Fox also has the highest number of primetime telecasts coded as sports: 159, or about 28 percent of its total in primetime. In addition to the NFL and baseball, WWE Smackdown, which the network airs every Friday, is considered a sports program.

That’s partly by design. When Fox’s corporate parent sold its studio and cable entertainment assets to Disney in 2018, part of the pitch for the newly independent network was that it would use Fox Sports to attract viewers to live events.

Below are the number of sports telecasts on each of the big four broadcasters through May 1, along with the percentage of primetime viewers driven by those programs.

NetworkPrimetime viewers (all programs, in millions)Primetime viewers excluding sportsSports telecasts (% of total)% of viewers from sports
ABC4.24.1550 (7.8%)1.1%
CBS6.355.8142 (5.4%)8.5%
Fox4.692.96159 (28.1%)36.9%
NBC6.254.5125 (19.7%)28.1%

The number of sports programs on Fox in primetime has increased slightly vs. the 2020-21 season, when it aired 154 such telecasts (24 percent of its total) over the full September to May season.
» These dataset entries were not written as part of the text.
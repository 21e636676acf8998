use crate::bank::QuestionBank;
use crate::logger;
use crate::models::{AnswerRecord, Question, Resolution};
use crate::snapshot::{Results, ReviewEntry, Snapshot};
use rand::seq::SliceRandom;
use rand::Rng;
use std::collections::BTreeMap;
use std::time::{Duration, Instant};

pub const TIME_LIMIT_SECONDS: u64 = 30;

/// One pass through a shuffled copy of the question bank.
///
/// The session never reads a clock: every operation that depends on time
/// takes `now` from the caller, and nothing here schedules itself.
#[derive(Debug, Clone)]
pub struct QuizSession {
    bank: QuestionBank,
    order: Vec<Question>,
    current_index: usize,
    completed: bool,
    score: usize,
    // answer and duration share one entry so their key sets cannot diverge
    resolutions: BTreeMap<usize, Resolution>,
    quiz_started_at: Instant,
    question_started_at: Instant,
    total_elapsed: Duration,
    time_limit: Duration,
}

impl QuizSession {
    pub fn new(bank: QuestionBank, now: Instant) -> Self {
        Self::with_rng(bank, now, &mut rand::thread_rng())
    }

    pub fn with_rng<R: Rng + ?Sized>(bank: QuestionBank, now: Instant, rng: &mut R) -> Self {
        let mut session = Self {
            order: Vec::with_capacity(bank.len()),
            bank,
            current_index: 0,
            completed: false,
            score: 0,
            resolutions: BTreeMap::new(),
            quiz_started_at: now,
            question_started_at: now,
            total_elapsed: Duration::ZERO,
            time_limit: Duration::from_secs(TIME_LIMIT_SECONDS),
        };
        session.restart_with_rng(now, rng);
        session
    }

    pub fn with_time_limit(mut self, time_limit: Duration) -> Self {
        self.time_limit = time_limit;
        self
    }

    pub fn restart(&mut self, now: Instant) {
        self.restart_with_rng(now, &mut rand::thread_rng());
    }

    /// Reshuffles the bank and discards every piece of progress.
    pub fn restart_with_rng<R: Rng + ?Sized>(&mut self, now: Instant, rng: &mut R) {
        let mut order = self.bank.questions().to_vec();
        order.shuffle(rng);

        self.order = order;
        self.current_index = 0;
        self.completed = false;
        self.score = 0;
        self.resolutions.clear();
        self.quiz_started_at = now;
        self.question_started_at = now;
        self.total_elapsed = Duration::ZERO;

        logger::log(&format!(
            "Quiz started with {} questions, {}s per question",
            self.order.len(),
            self.time_limit.as_secs()
        ));
    }

    pub fn order(&self) -> &[Question] {
        &self.order
    }

    pub fn current_index(&self) -> usize {
        self.current_index
    }

    pub fn total(&self) -> usize {
        self.order.len()
    }

    pub fn score(&self) -> usize {
        self.score
    }

    pub fn is_completed(&self) -> bool {
        self.completed
    }

    pub fn time_limit(&self) -> Duration {
        self.time_limit
    }

    pub fn current_question(&self) -> Option<&Question> {
        debug_assert!(
            !self.completed,
            "current_question called on a completed quiz"
        );
        if self.completed {
            return None;
        }
        self.order.get(self.current_index)
    }

    pub fn is_resolved(&self) -> bool {
        self.resolutions.contains_key(&self.current_index)
    }

    pub fn resolution(&self, index: usize) -> Option<&Resolution> {
        self.resolutions.get(&index)
    }

    pub fn answer(&self, index: usize) -> Option<&AnswerRecord> {
        self.resolutions.get(&index).map(|r| &r.answer)
    }

    pub fn duration(&self, index: usize) -> Option<Duration> {
        self.resolutions.get(&index).map(|r| r.duration)
    }

    pub fn resolved_indices(&self) -> impl Iterator<Item = usize> + '_ {
        self.resolutions.keys().copied()
    }

    pub fn elapsed_for_current_question(&self, now: Instant) -> Duration {
        now.saturating_duration_since(self.question_started_at)
    }

    pub fn remaining_for_current_question(&self, now: Instant) -> Duration {
        self.time_limit
            .saturating_sub(self.elapsed_for_current_question(now))
    }

    /// Time that was left on the clock when the current question was
    /// resolved, or `None` while it is still open.
    pub fn remaining_at_resolution(&self) -> Option<Duration> {
        self.resolution(self.current_index)
            .map(|r| self.time_limit.saturating_sub(r.duration))
    }

    pub fn is_expired(&self, now: Instant) -> bool {
        self.remaining_for_current_question(now).is_zero()
    }

    /// Live while the quiz runs, frozen at the moment of completion.
    pub fn total_elapsed(&self, now: Instant) -> Duration {
        if self.completed {
            self.total_elapsed
        } else {
            now.saturating_duration_since(self.quiz_started_at)
        }
    }

    /// Records `option` for the current question and returns whether it was
    /// correct. Does not advance, so the caller can show feedback first.
    pub fn submit_answer(&mut self, option: &str, now: Instant) -> bool {
        if !self.can_resolve("submit_answer") {
            return false;
        }

        let question = self.order[self.current_index];
        let answer = AnswerRecord::Answered(option.to_string());
        let correct = answer.is_correct_for(&question);
        if correct {
            self.score += 1;
        }

        let duration = self.elapsed_for_current_question(now);
        self.resolve(answer, duration);

        logger::log(&format!(
            "Question {} answered '{}' in {:.1}s (correct: {}, score: {})",
            self.current_index + 1,
            option,
            duration.as_secs_f64(),
            correct,
            self.score
        ));

        correct
    }

    pub fn skip_current(&mut self, now: Instant) {
        if !self.can_resolve("skip_current") {
            return;
        }

        let duration = self.elapsed_for_current_question(now);
        self.resolve(AnswerRecord::Skipped, duration);
        logger::log(&format!(
            "Question {} skipped after {:.1}s",
            self.current_index + 1,
            duration.as_secs_f64()
        ));
        self.advance(now);
    }

    /// Resolves the current question as timed out and moves on. The recorded
    /// duration is the time limit, however late the caller noticed.
    pub fn expire_current(&mut self, now: Instant) {
        if !self.can_resolve("expire_current") {
            return;
        }
        let expired = self.is_expired(now);
        debug_assert!(expired, "expire_current called before the time limit");
        if !expired {
            return;
        }

        self.resolve(AnswerRecord::Expired, self.time_limit);
        logger::log(&format!("Question {} time expired", self.current_index + 1));
        self.advance(now);
    }

    pub fn advance(&mut self, now: Instant) {
        let ok = !self.completed && self.is_resolved();
        if !ok {
            logger::log("advance called on an unresolved question or a completed quiz");
        }
        debug_assert!(ok, "advance called on an unresolved question or a completed quiz");
        if !ok {
            return;
        }

        self.current_index += 1;
        if self.current_index == self.order.len() {
            self.completed = true;
            self.total_elapsed = now.saturating_duration_since(self.quiz_started_at);
            logger::log(&format!(
                "Quiz completed: {}/{} in {:.1}s",
                self.score,
                self.order.len(),
                self.total_elapsed.as_secs_f64()
            ));
        } else {
            self.question_started_at = now;
            logger::log(&format!("Advanced to question {}", self.current_index + 1));
        }
    }

    pub fn results(&self) -> Option<Results> {
        debug_assert!(self.completed, "results called before the quiz completed");
        if !self.completed {
            return None;
        }

        let entries = self
            .order
            .iter()
            .enumerate()
            .map(|(i, question)| {
                let (answer, duration) = match self.resolutions.get(&i) {
                    Some(r) => (r.answer.clone(), r.duration),
                    None => (AnswerRecord::Unanswered, Duration::ZERO),
                };
                ReviewEntry {
                    number: i + 1,
                    question: *question,
                    correct: answer.is_correct_for(question),
                    answer,
                    duration,
                }
            })
            .collect();

        Some(Results::new(entries, self.score, self.total_elapsed))
    }

    pub fn snapshot(&self, now: Instant) -> Snapshot {
        if self.completed {
            return Snapshot {
                current_question: None,
                current_index: self.current_index,
                total: self.order.len(),
                completed: true,
                score: self.score,
                remaining: Duration::ZERO,
                total_elapsed: self.total_elapsed,
                resolution: None,
                results: self.results(),
            };
        }

        let resolution = self.resolution(self.current_index).cloned();
        let remaining = self
            .remaining_at_resolution()
            .unwrap_or_else(|| self.remaining_for_current_question(now));

        Snapshot {
            current_question: self.order.get(self.current_index).copied(),
            current_index: self.current_index,
            total: self.order.len(),
            completed: false,
            score: self.score,
            remaining,
            total_elapsed: self.total_elapsed(now),
            resolution,
            results: None,
        }
    }

    fn can_resolve(&self, operation: &str) -> bool {
        let ok = !self.completed && !self.is_resolved();
        if !ok {
            logger::log(&format!(
                "{} ignored: question already resolved or quiz completed",
                operation
            ));
        }
        debug_assert!(
            ok,
            "{} called on a resolved question or a completed quiz",
            operation
        );
        ok
    }

    fn resolve(&mut self, answer: AnswerRecord, duration: Duration) {
        self.resolutions
            .insert(self.current_index, Resolution { answer, duration });
    }
}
The percentage of the network’s audience attributable to sports, however, has risen much more — from 21.7 percent last season to 36.9 percent in 2021-22.
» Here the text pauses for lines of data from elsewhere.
use crate::models::{AnswerRecord, Question, Resolution};
use serde::Serialize;
use std::time::Duration;

/// Read-only view of a session, recomputed on demand for rendering.
#[derive(Debug, Clone, PartialEq)]
pub struct Snapshot {
    pub current_question: Option<Question>,
    pub current_index: usize,
    pub total: usize,
    pub completed: bool,
    pub score: usize,
    pub remaining: Duration,
    pub total_elapsed: Duration,
    /// Set once the current question has been answered, before advancing.
    pub resolution: Option<Resolution>,
    pub results: Option<Results>,
}

impl Snapshot {
    /// Fraction of questions already passed, for progress bars.
    pub fn progress(&self) -> f64 {
        if self.total == 0 {
            return 0.0;
        }
        self.current_index.min(self.total) as f64 / self.total as f64
    }
}

#[derive(Debug, Clone, PartialEq, Serialize)]
pub struct ReviewEntry {
    pub number: usize,
    pub question: Question,
    pub answer: AnswerRecord,
    pub correct: bool,
    pub duration: Duration,
}

#[derive(Debug, Clone, PartialEq, Serialize)]
pub struct Results {
    pub entries: Vec<ReviewEntry>,
    pub score: usize,
    pub total: usize,
    pub percentage: f64,
    pub total_elapsed: Duration,
    pub average_per_question: Duration,
}

impl Results {
    pub fn new(entries: Vec<ReviewEntry>, score: usize, total_elapsed: Duration) -> Self {
        let total = entries.len();
        let (percentage, average_per_question) = if total == 0 {
            (0.0, Duration::ZERO)
        } else {
            (
                score as f64 / total as f64 * 100.0,
                total_elapsed / total as u32,
            )
        };

        Self {
            entries,
            score,
            total,
            percentage,
            total_elapsed,
            average_per_question,
        }
    }
}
NBC has the second largest share of both viewership and total telecasts coming from sports — no surprise in a season where it ran both the Super Bowl and the Winter Olympics. Its 125 primetime sports broadcasts through May 1 are just under 20 percent of NBC’s total, and they account for 28 percent of the network’s 6.25 million viewer average this season.

The Olympics skew those figures somewhat. In 2020-21, NBC ran 96 primetime sports broadcasts (13.6 percent of its total), and they made up 14.7 percent of the network’s average audience for the season, second to Fox in both measures.

At the other end of the spectrum, ABC’s 50 primetime sports broadcasts this season — mostly college football and NBA games — brought in just 1 percent of the network’s 4.2 million viewers. Last season, sports were actually a drag on the network, pulling its average audience down by a couple percentage points.

ABC also ranks first in the key ad demographic of adults 18-49 with non-sports (and news) programming. “We’re so proud of everyone who contributed to the stellar programming that secured ABC’s place as the No. 1 network in entertainment for the third consecutive year, and we’re looking forward to continuing to build on this momentum,” Hulu Originals and ABC Entertainment president Craig Erwich said.

CBS has aired the fewest primetime sports telecasts in each of the past two seasons — 42 this season and 45 in 2020-21 — of any of the big four broadcasters (The CW has no national sports rights deals). Most of those, however, are big-ticket items like the NFL and the men’s college basketball tournament. So despite sports making up just over 5 percent of the number of telecasts in primetime, they’ve delivered 11 percent of the audience over the past two seasons. The 2020-21 figure of nearly 14 percent of viewership is perhaps slightly skewed as CBS aired the Super Bowl last year.

Fox will — by necessity — be a little less reliant on live sports next season as Thursday Night Football decamps to Amazon’s Prime Video. ABC, conversely, might be a little more sports-heavy with a couple more Monday Night Football games on its airwaves, and in a non-Olympic year, NBC will look more like it did in 2020-21. In an era of overall ratings declines for on-air entertainment programming, however, some tinkering around the margins won’t change the fact that sports remain big drivers of viewing for multiple networks.